Roughly 50% of the examples contain correct (grounded) phrases from the original LLaVA dataset, while the remaining 50% include hallucinated or incorrect phrases generated via GPT-4o-mini-0718 and rule-based augmentations.

**Collection Date:**  
February 2025

**Data Generation:**  
Incorrect examples were synthesized via a combination of GPT-4o-mini prompts and deterministic, rule-based edits. Correct examples are drawn directly from the original LLaVA Visual Instruct dataset.

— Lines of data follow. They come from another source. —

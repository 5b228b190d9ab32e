use std::sync::Arc;

use serde_json::Value;
use tracing::{instrument, warn};

use crate::domain::{
    ports::VectorStore, CollectionStats, Document, DomainError, Metadata, RagContext, SearchResult,
};
use crate::infrastructure::extract::{ExtractedFile, FileProcessor};

#[derive(Debug, Clone)]
pub struct IngestedFile {
    pub document_id: String,
    pub filename: String,
    pub text_length: usize,
    pub metadata: Metadata,
}

pub struct DocumentService {
    store: Arc<dyn VectorStore>,
    processor: FileProcessor,
    similarity_threshold: f32,
}

impl DocumentService {
    pub fn new(store: Arc<dyn VectorStore>, similarity_threshold: f32) -> Self {
        Self {
            store,
            processor: FileProcessor::new(),
            similarity_threshold,
        }
    }

    pub fn processor(&self) -> &FileProcessor {
        &self.processor
    }

    #[instrument(skip(self, documents, metadatas, ids), fields(count = documents.len()))]
    pub async fn add_documents(
        &self,
        documents: Vec<String>,
        metadatas: Option<Vec<Metadata>>,
        ids: Option<Vec<String>>,
    ) -> Result<(Vec<String>, bool), DomainError> {
        if documents.is_empty() {
            return Err(DomainError::validation("No documents provided"));
        }
        if documents.iter().any(|d| d.trim().is_empty()) {
            return Err(DomainError::validation("Documents cannot be empty"));
        }
        if let Some(metadatas) = &metadatas {
            if metadatas.len() != documents.len() {
                return Err(DomainError::validation(
                    "metadatas length must match documents length",
                ));
            }
        }
        if let Some(ids) = &ids {
            if ids.len() != documents.len() {
                return Err(DomainError::validation(
                    "ids length must match documents length",
                ));
            }
        }

        let auto_generated = ids.is_none();
        let mut entries = Vec::with_capacity(documents.len());
        for (i, content) in documents.into_iter().enumerate() {
            let metadata = metadatas
                .as_ref()
                .map(|m| flatten_metadata(m[i].clone()))
                .unwrap_or_else(Document::default_metadata);

            let mut doc = Document::new(content).with_metadata(metadata);
            if let Some(ids) = &ids {
                doc = doc.with_id(ids[i].clone());
            }
            entries.push(doc);
        }

        let stored = self.store.add(entries).await?;
        Ok((stored, auto_generated))
    }

    #[instrument(skip(self, filter))]
    pub async fn search(
        &self,
        query: &str,
        n_results: usize,
        min_score: Option<f32>,
        filter: Option<&Metadata>,
    ) -> Result<Vec<SearchResult>, DomainError> {
        if query.trim().is_empty() {
            return Err(DomainError::validation("Query cannot be empty"));
        }
        self.store.search(query, n_results, min_score, filter).await
    }

    #[instrument(skip(self))]
    pub async fn get(&self, id: &str) -> Result<Document, DomainError> {
        self.store
            .get(id)
            .await?
            .ok_or_else(|| DomainError::not_found(format!("Document with ID '{id}' not found")))
    }

    #[instrument(skip(self, content, metadata))]
    pub async fn update(
        &self,
        id: &str,
        content: &str,
        metadata: Option<Metadata>,
    ) -> Result<(), DomainError> {
        if content.trim().is_empty() {
            return Err(DomainError::validation("Document content cannot be empty"));
        }
        // The vector store upserts on unknown ids; check first so updates to
        // missing documents surface as 404s.
        self.get(id).await?;
        self.store
            .update(id, content, metadata.map(flatten_metadata))
            .await
    }

    #[instrument(skip(self))]
    pub async fn delete(&self, id: &str) -> Result<(), DomainError> {
        self.get(id).await?;
        self.store.delete(id).await
    }

    #[instrument(skip(self))]
    pub async fn list(&self) -> Result<Vec<Document>, DomainError> {
        self.store.list().await
    }

    #[instrument(skip(self))]
    pub async fn stats(&self) -> Result<CollectionStats, DomainError> {
        self.store.stats().await
    }

    #[instrument(skip(self))]
    pub async fn reset(&self) -> Result<(), DomainError> {
        self.store.reset().await
    }

    // Caller-provided metadata is merged under the extraction metadata.
    #[instrument(skip(self, bytes, metadata), fields(size = bytes.len()))]
    pub async fn ingest_file(
        &self,
        filename: &str,
        bytes: &[u8],
        metadata: Option<Metadata>,
    ) -> Result<IngestedFile, DomainError> {
        let ExtractedFile {
            content,
            metadata: mut enriched,
        } = self.processor.process(filename, bytes)?;

        if content.trim().is_empty() {
            return Err(DomainError::validation(format!(
                "Failed to process document '{filename}': no text content extracted"
            )));
        }

        if let Some(extra) = metadata {
            for (key, value) in flatten_metadata(extra) {
                enriched.entry(key).or_insert(value);
            }
        }

        let text_length = content.len();
        let (ids, _) = self
            .add_documents(vec![content], Some(vec![enriched.clone()]), None)
            .await?;

        Ok(IngestedFile {
            document_id: ids.into_iter().next().unwrap_or_default(),
            filename: filename.to_string(),
            text_length,
            metadata: enriched,
        })
    }

    // A failing search degrades to an empty context rather than failing
    // the chat.
    #[instrument(skip(self))]
    pub async fn rag_context(&self, query: &str, max_docs: usize) -> RagContext {
        let results = match self.store.search(query, max_docs, None, None).await {
            Ok(results) => results,
            Err(e) => {
                warn!(error = %e, "RAG retrieval failed, continuing without context");
                return RagContext::empty();
            }
        };

        let total_found = results.len();
        let included: Vec<SearchResult> = results
            .into_iter()
            .filter(|r| r.score >= self.similarity_threshold)
            .collect();

        let context = included
            .iter()
            .map(|r| {
                let source = r
                    .document
                    .metadata
                    .get("filename")
                    .and_then(Value::as_str)
                    .unwrap_or(&r.document.id);
                format!("[source: {source}]\n{}", r.document.content)
            })
            .collect::<Vec<_>>()
            .join("\n\n");

        let included_docs = included.len();
        RagContext::new(context, included, included_docs, total_found)
            .unwrap_or_else(|_| RagContext::empty())
    }
}

// The vector store only accepts scalar metadata values; anything richer
// is stringified.
fn flatten_metadata(metadata: Metadata) -> Metadata {
    metadata
        .into_iter()
        .map(|(key, value)| match value {
            Value::String(_) | Value::Number(_) | Value::Bool(_) => (key, value),
            other => (key, Value::String(other.to_string())),
        })
        .collect()
}

#[cfg(test)]
mod tests {
    use super::*;
    use crate::infrastructure::memory::InMemoryVectorStore;
    use serde_json::json;

    fn service() -> DocumentService {
        DocumentService::new(Arc::new(InMemoryVectorStore::new()), 0.2)
    }

    #[tokio::test]
    async fn test_add_then_search_finds_document() {
        let service = service();
        let mut metadata = Metadata::new();
        metadata.insert("category".into(), "programming".into());

        let (ids, auto) = service
            .add_documents(
                vec!["Python is a programming language".into()],
                Some(vec![metadata]),
                None,
            )
            .await
            .unwrap();
        assert!(auto);

        let results = service
            .search("What is Python?", 3, None, None)
            .await
            .unwrap();
        assert!(results.iter().any(|r| r.document.id == ids[0]));
    }

    #[tokio::test]
    async fn test_custom_ids_are_kept() {
        let service = service();
        let (ids, auto) = service
            .add_documents(
                vec!["first".into(), "second".into()],
                None,
                Some(vec!["id-1".into(), "id-2".into()]),
            )
            .await
            .unwrap();
        assert!(!auto);
        assert_eq!(ids, vec!["id-1", "id-2"]);
    }

    #[tokio::test]
    async fn test_empty_documents_rejected() {
        let service = service();
        let err = service.add_documents(vec![], None, None).await.unwrap_err();
        assert!(matches!(err, DomainError::Validation(_)));
    }

    #[tokio::test]
    async fn test_mismatched_metadata_length_rejected() {
        let service = service();
        let err = service
            .add_documents(vec!["a".into(), "b".into()], Some(vec![Metadata::new()]), None)
            .await
            .unwrap_err();
        assert!(matches!(err, DomainError::Validation(_)));
    }

    #[tokio::test]
    async fn test_default_metadata_gets_timestamp() {
        let service = service();
        let (ids, _) = service
            .add_documents(vec!["content".into()], None, None)
            .await
            .unwrap();
        let doc = service.get(&ids[0]).await.unwrap();
        assert!(doc.metadata.contains_key("timestamp"));
    }

    #[tokio::test]
    async fn test_deleted_document_gone_from_get_and_search() {
        let service = service();
        let (ids, _) = service
            .add_documents(vec!["disposable text".into()], None, None)
            .await
            .unwrap();

        service.delete(&ids[0]).await.unwrap();

        assert!(matches!(
            service.get(&ids[0]).await.unwrap_err(),
            DomainError::NotFound(_)
        ));
        let results = service
            .search("disposable text", 10, None, None)
            .await
            .unwrap();
        assert!(results.iter().all(|r| r.document.id != ids[0]));
    }

    #[tokio::test]
    async fn test_delete_unknown_id_is_not_found() {
        let service = service();
        assert!(matches!(
            service.delete("missing").await.unwrap_err(),
            DomainError::NotFound(_)
        ));
    }

    #[tokio::test]
    async fn test_flatten_metadata_stringifies_nested_values() {
        let mut metadata = Metadata::new();
        metadata.insert("plain".into(), json!("kept"));
        metadata.insert("count".into(), json!(3));
        metadata.insert("nested".into(), json!({"a": 1}));

        let flattened = flatten_metadata(metadata);
        assert_eq!(flattened["plain"], "kept");
        assert_eq!(flattened["count"], 3);
        assert!(flattened["nested"].is_string());
    }

    #[tokio::test]
    async fn test_rag_context_below_threshold_is_empty() {
        let service = service();
        service
            .add_documents(vec!["quantum entanglement research".into()], None, None)
            .await
            .unwrap();

        let ctx = service.rag_context("completely unrelated cooking recipe", 3).await;
        assert!(ctx.is_empty());
        assert_eq!(ctx.included_docs, 0);
        assert_eq!(ctx.total_found, 1);
    }

    #[tokio::test]
    async fn test_rag_context_tags_sources() {
        let service = service();
        let mut metadata = Metadata::new();
        metadata.insert("filename".into(), "guide.txt".into());
        service
            .add_documents(
                vec!["Python is a programming language".into()],
                Some(vec![metadata]),
                None,
            )
            .await
            .unwrap();

        let ctx = service.rag_context("What is Python?", 3).await;
        assert_eq!(ctx.included_docs, 1);
        assert!(ctx.context.contains("[source: guide.txt]"));
        assert!(ctx.context.contains("Python is a programming language"));
    }

    #[tokio::test]
    async fn test_ingest_file_merges_metadata() {
        let service = service();
        let mut extra = Metadata::new();
        extra.insert("source".into(), "unit-test".into());

        let ingested = service
            .ingest_file("notes.txt", b"Rust is a systems language", Some(extra))
            .await
            .unwrap();

        let doc = service.get(&ingested.document_id).await.unwrap();
        assert_eq!(doc.metadata["filename"], "notes.txt");
        assert_eq!(doc.metadata["source"], "unit-test");
        assert_eq!(doc.content, "Rust is a systems language");
    }

    #[tokio::test]
    async fn test_ingest_unsupported_file_rejected() {
        let service = service();
        let err = service
            .ingest_file("malware.exe", b"MZ", None)
            .await
            .unwrap_err();
        assert!(matches!(err, DomainError::Validation(_)));
        assert!(err.to_string().contains("Unsupported file type"));
    }
}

Please refer to our [GitHub Repo](https://github.com/tsunghan-wu/reverse_vlm) for more details.

**License:**  
- Augmented portion: MIT License  
- Base dataset (LLaVA): [CC BY 4.0](https://creativecommons.org/licenses/by/4.0/)  
- Note: As both datasets use OpenAI APIs in the data generation process, users should comply with [OpenAI's Terms of Use](https://openai.com/policies/terms-of-use).

**Project Page:**  
[https://reverse-vlm.github.io](https://reverse-vlm.github.io)

**Support & Issues:**  
[GitHub Issues](https://github.com/tsunghan-wu/reverse_vlm/issues)

## Intended Use

**Primary Use Cases:**  
- Research on hallucination detection and mitigation in VLMs  
- Development and benchmarking of trustworthy vision-language assistants  
- Instruction tuning for multi-modal dialogue agents

**Target Users:**  
Researchers, practitioners, and hobbyists working in computer vision, natural language processing, and multi-modal AI.